When you receive leads from the above and some of the other 100 ways on the downloadable list they will come in 3 basic categories of properties:

  • Ugly
  • Semi Ugly
  • Pretty

When you are looking to buy and sell for a profit most (but certainly not all) of those deals will be ugly (they need a lot of TLC and money to bring them up to snuff) or semi-ugly (needs work for sure but more simple cosmetics than real contractor television stuff)

Before you even go to the next step of analyzing the lead, first pay attention to why the seller is selling the property. What is their true motivation for selling? All sellers sell for only two reasons. The need for cash or the need for debt relief are those two reasons.
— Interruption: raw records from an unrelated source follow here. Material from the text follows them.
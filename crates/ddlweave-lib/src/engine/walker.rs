//! Graph walker driving tokens through a wired grammar graph.

use std::collections::HashSet;

use ddlweave_core::Clause;
use tracing::instrument;

use crate::Error;
use crate::grammar::compile;
use crate::graph::{Graph, GraphPrinter, NodeId, NodeKind, ReservedWords, VertexFactory, build};
use crate::lexer::{Lexer, Token};

use super::actions::{Hook, Semantics, wire};
use super::context::ParsingContext;
use super::error::{HookError, SyntaxError};
use super::result::ParsingResult;

/// Per-statement step budget.
#[derive(Clone, Copy, Debug, PartialEq, Eq)]
pub struct FuelLimits {
    /// Maximum transitions per statement (default: 1,000,000).
    pub(crate) exec_fuel: u32,
}

impl Default for FuelLimits {
    fn default() -> Self {
        Self {
            exec_fuel: 1_000_000,
        }
    }
}

impl FuelLimits {
    pub fn new() -> Self {
        Self::default()
    }

    pub fn exec_fuel(mut self, fuel: u32) -> Self {
        self.exec_fuel = fuel;
        self
    }

    pub fn get_exec_fuel(&self) -> u32 {
        self.exec_fuel
    }
}

/// Reusable, immutable parser for one dialect.
///
/// Starting from the root, each step picks the single outgoing edge that accepts the
/// lookahead token. Idle nodes accept whatever one of their successors accepts and
/// consume nothing; `End` accepts only an exhausted stream.
#[derive(Debug)]
pub struct DdlParser<S: Semantics> {
    lexer: Lexer,
    graph: Graph<S::Hook>,
    reserved: ReservedWords,
    semantics: S,
    limits: FuelLimits,
}

impl<S: Semantics> DdlParser<S> {
    /// Wrap an already wired graph. Reserved words are derived from it.
    pub fn new(lexer: Lexer, graph: Graph<S::Hook>, semantics: S) -> Self {
        let reserved = ReservedWords::resolve(&graph);
        Self {
            lexer,
            graph,
            reserved,
            semantics,
            limits: FuelLimits::default(),
        }
    }

    /// Compile, build and wire `grammar` in one go.
    pub fn from_grammar(
        grammar: &str,
        factory: &impl VertexFactory,
        lexer: Lexer,
        semantics: S,
    ) -> Result<Self, Error> {
        let mold = compile(grammar)?;
        let mut graph = build(&mold, factory)?;
        wire(&mut graph)?;
        Ok(Self::new(lexer, graph, semantics))
    }

    pub fn limits(mut self, limits: FuelLimits) -> Self {
        self.limits = limits;
        self
    }

    pub fn exec_fuel(mut self, fuel: u32) -> Self {
        self.limits = self.limits.exec_fuel(fuel);
        self
    }

    pub fn lexer(&self) -> &Lexer {
        &self.lexer
    }

    pub fn graph(&self) -> &Graph<S::Hook> {
        &self.graph
    }

    pub fn reserved_words(&self) -> &ReservedWords {
        &self.reserved
    }

    pub fn semantics(&self) -> &S {
        &self.semantics
    }

    pub fn dump_graph(&self) -> String {
        GraphPrinter::new(&self.graph).dump()
    }

    pub fn tokenize(&self, sql: &str) -> Result<Vec<Token>, Error> {
        Ok(self.lexer.tokenize(sql)?)
    }

    /// Parse one statement into a fresh result.
    pub fn parse(&self, sql: &str) -> Result<Vec<Clause>, Error> {
        let mut result = ParsingResult::new();
        self.parse_into(sql, &mut result)?;
        Ok(result.into_clauses())
    }

    /// Parse one statement, appending its clauses to `result`.
    pub fn parse_into(&self, sql: &str, result: &mut ParsingResult) -> Result<(), Error> {
        let tokens = self.lexer.tokenize(sql)?;
        self.parse_tokens(&tokens, result)
    }

    /// Walk one statement. On failure the clauses this call started are removed
    /// again, so `result` only ever holds complete clauses.
    #[instrument(name = "parser::parse_tokens", level = "debug", skip_all, fields(tokens = tokens.len()))]
    pub fn parse_tokens(&self, tokens: &[Token], result: &mut ParsingResult) -> Result<(), Error> {
        let watermark = result.len();
        tracing::debug!(clauses = watermark, version = result.version(), "statement start");

        match self.walk(tokens, result) {
            Ok(()) => {
                tracing::debug!(
                    clauses = result.len(),
                    version = result.version(),
                    "statement finished"
                );
                Ok(())
            }
            Err(err) => {
                result.rollback(watermark);
                tracing::debug!(error = %err, "statement rolled back");
                Err(err)
            }
        }
    }

    fn walk(&self, tokens: &[Token], result: &mut ParsingResult) -> Result<(), Error> {
        let root = [self.graph.root()];
        let mut fuel = self.limits.exec_fuel;
        let mut position = 0;
        let mut current: Option<NodeId> = None;

        loop {
            if fuel == 0 {
                return Err(Error::ExecFuelExhausted(self.limits.exec_fuel));
            }
            fuel -= 1;

            let lookahead = tokens.get(position);
            let candidates = match current {
                Some(id) => self.graph.successors(id),
                None => &root[..],
            };
            let next = self.select(candidates, lookahead)?;
            let node = self.graph.node(next);

            if node.kind.consumes() {
                position += 1;
            }
            result.bump_version();
            tracing::trace!(
                node = next,
                name = node.name.as_deref().unwrap_or(""),
                kind = %node.kind,
                "transition"
            );

            if let Some(hook) = node.hook {
                let mut ctx = ParsingContext::new(tokens, position, lookahead, result);
                self.semantics.apply(hook, &mut ctx)?;
            }

            if node.kind == NodeKind::End {
                return Ok(());
            }
            current = Some(next);
        }
    }

    fn select(&self, candidates: &[NodeId], lookahead: Option<&Token>) -> Result<NodeId, Error> {
        let accepting: Vec<NodeId> = candidates
            .iter()
            .copied()
            .filter(|&id| self.accepts(id, lookahead, &mut HashSet::new()))
            .collect();

        match accepting.as_slice() {
            [single] => Ok(*single),
            [] => Err(self.syntax_error(candidates, lookahead).into()),
            _ => Err(Error::AmbiguousTransition {
                found: describe(lookahead),
                nodes: accepting.iter().map(|&id| self.label(id)).collect(),
                span: lookahead.map(|t| t.span),
            }),
        }
    }

    fn accepts(&self, id: NodeId, lookahead: Option<&Token>, visited: &mut HashSet<NodeId>) -> bool {
        let node = self.graph.node(id);
        match node.kind {
            NodeKind::Idle => {
                if !visited.insert(id) {
                    return false;
                }
                node.successors()
                    .iter()
                    .any(|&next| self.accepts(next, lookahead, visited))
            }
            NodeKind::End => lookahead.is_none(),
            _ => lookahead.is_some_and(|token| node.kind.matches(token, &self.reserved)),
        }
    }

    fn syntax_error(&self, candidates: &[NodeId], lookahead: Option<&Token>) -> SyntaxError {
        let mut expected = Vec::new();
        let mut visited = HashSet::new();
        for &id in candidates {
            self.collect_expected(id, &mut visited, &mut expected);
        }

        match lookahead {
            Some(token) => SyntaxError::UnexpectedToken {
                found: token.describe(),
                span: token.span,
                expected,
            },
            None => SyntaxError::UnexpectedEnd { expected },
        }
    }

    fn collect_expected(&self, id: NodeId, visited: &mut HashSet<NodeId>, out: &mut Vec<String>) {
        if !visited.insert(id) {
            return;
        }
        let node = self.graph.node(id);
        if node.kind == NodeKind::Idle {
            for &next in node.successors() {
                self.collect_expected(next, visited, out);
            }
            return;
        }
        for description in node.kind.expected() {
            if !out.contains(&description) {
                out.push(description);
            }
        }
    }

    fn label(&self, id: NodeId) -> String {
        let node = self.graph.node(id);
        match &node.name {
            Some(name) => format!("N{id} @{name}"),
            None => format!("N{id} {}", node.kind),
        }
    }
}

fn describe(token: Option<&Token>) -> String {
    token.map_or_else(|| "end of input".to_string(), Token::describe)
}

/// Semantics with no hooks. Useful for recognising statements without building
/// anything.
#[derive(Debug, Clone, Copy, Default)]
pub struct NoSemantics;

/// The empty hook set of [`NoSemantics`].
#[derive(Debug, Clone, Copy, PartialEq, Eq)]
pub enum NoHook {}

impl Hook for NoHook {
    const ALL: &'static [Self] = &[];

    fn node_name(self) -> &'static str {
        match self {}
    }
}

impl Semantics for NoSemantics {
    type Hook = NoHook;

    fn apply(
        &self,
        hook: NoHook,
        _ctx: &mut ParsingContext<'_, '_>,
    ) -> Result<(), HookError> {
        match hook {}
    }
}
//! Dialect-specific lexer settings.

/// Quoting style for identifiers that may contain spaces or collide with keywords.
#[derive(Debug, Clone, Copy, PartialEq, Eq, Hash)]
pub enum IdentifierDelimiter {
    /// `[name]`, no escape for `]`.
    Brackets,
    /// `"name"`, `""` inside stands for one quote.
    DoubleQuotes,
    /// `` `name` ``, doubled backtick inside stands for one.
    Backticks,
}

impl IdentifierDelimiter {
    pub fn open(self) -> char {
        match self {
            IdentifierDelimiter::Brackets => '[',
            IdentifierDelimiter::DoubleQuotes => '"',
            IdentifierDelimiter::Backticks => '`',
        }
    }

    pub fn close(self) -> char {
        match self {
            IdentifierDelimiter::Brackets => ']',
            IdentifierDelimiter::DoubleQuotes => '"',
            IdentifierDelimiter::Backticks => '`',
        }
    }

    /// Whether a doubled closing character inside the identifier is an escape.
    pub fn escapes_by_doubling(self) -> bool {
        !matches!(self, IdentifierDelimiter::Brackets)
    }
}

#[derive(Debug, Clone, PartialEq, Eq)]
pub struct LexerConfig {
    pub(crate) delimiters: Vec<IdentifierDelimiter>,
    pub(crate) punctuation: Vec<char>,
    pub(crate) comments: bool,
}

impl Default for LexerConfig {
    fn default() -> Self {
        Self {
            delimiters: vec![IdentifierDelimiter::DoubleQuotes],
            punctuation: vec!['(', ')', ','],
            comments: true,
        }
    }
}

impl LexerConfig {
    pub fn new() -> Self {
        Self::default()
    }

    /// Brackets and double quotes, `( ) ,`, SQL comments.
    pub fn sqlite() -> Self {
        Self::default().delimiters([
            IdentifierDelimiter::Brackets,
            IdentifierDelimiter::DoubleQuotes,
        ])
    }

    /// Replace the accepted identifier delimiters.
    pub fn delimiters(mut self, delimiters: impl IntoIterator<Item = IdentifierDelimiter>) -> Self {
        self.delimiters = delimiters.into_iter().collect();
        self
    }

    /// Replace the structural punctuation set. These characters also terminate words,
    /// integers, strings and identifiers.
    pub fn punctuation(mut self, chars: impl IntoIterator<Item = char>) -> Self {
        self.punctuation = chars.into_iter().collect();
        self
    }

    /// Skip `--` and `/* */` comments.
    pub fn comments(mut self, value: bool) -> Self {
        self.comments = value;
        self
    }

    pub fn get_delimiters(&self) -> &[IdentifierDelimiter] {
        &self.delimiters
    }

    pub fn get_punctuation(&self) -> &[char] {
        &self.punctuation
    }

    pub fn is_punctuation(&self, c: char) -> bool {
        self.punctuation.contains(&c)
    }

    pub(crate) fn delimiter_opening(&self, c: char) -> Option<IdentifierDelimiter> {
        self.delimiters.iter().copied().find(|d| d.open() == c)
    }

    /// A run may end at end of input, whitespace, a control character or structural
    /// punctuation.
    pub(crate) fn is_terminator(&self, next: Option<char>) -> bool {
        match next {
            None => true,
            Some(c) => c.is_whitespace() || c.is_control() || self.is_punctuation(c),
        }
    }
}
Yes, there are dozens of sub reasons such as divorce, pending foreclosure, settle estate, relocation, getting non performing loan off the books (REO’s aka bank foreclosures) and many others. All of those sub reasons go back to the two main reasons above.

Is the seller’s reason for selling strong enough that might allow you to buy this property under its current market value? The stronger the reason the bigger the discount on the price you could expect to receive. If a seller wants to sell because they are upgrading their home and need more space will that usually allow you a chance for a deal? No it will not! On the other hand if the seller has inherited the property and lives out of state and has just been informed the property is a beat up old mess does that sound like you might have a better chance at the kind of property we are trying to secure?You have a much higher chance of success based on that need to sell.

Tune in next week for more information on making successful real estate investments.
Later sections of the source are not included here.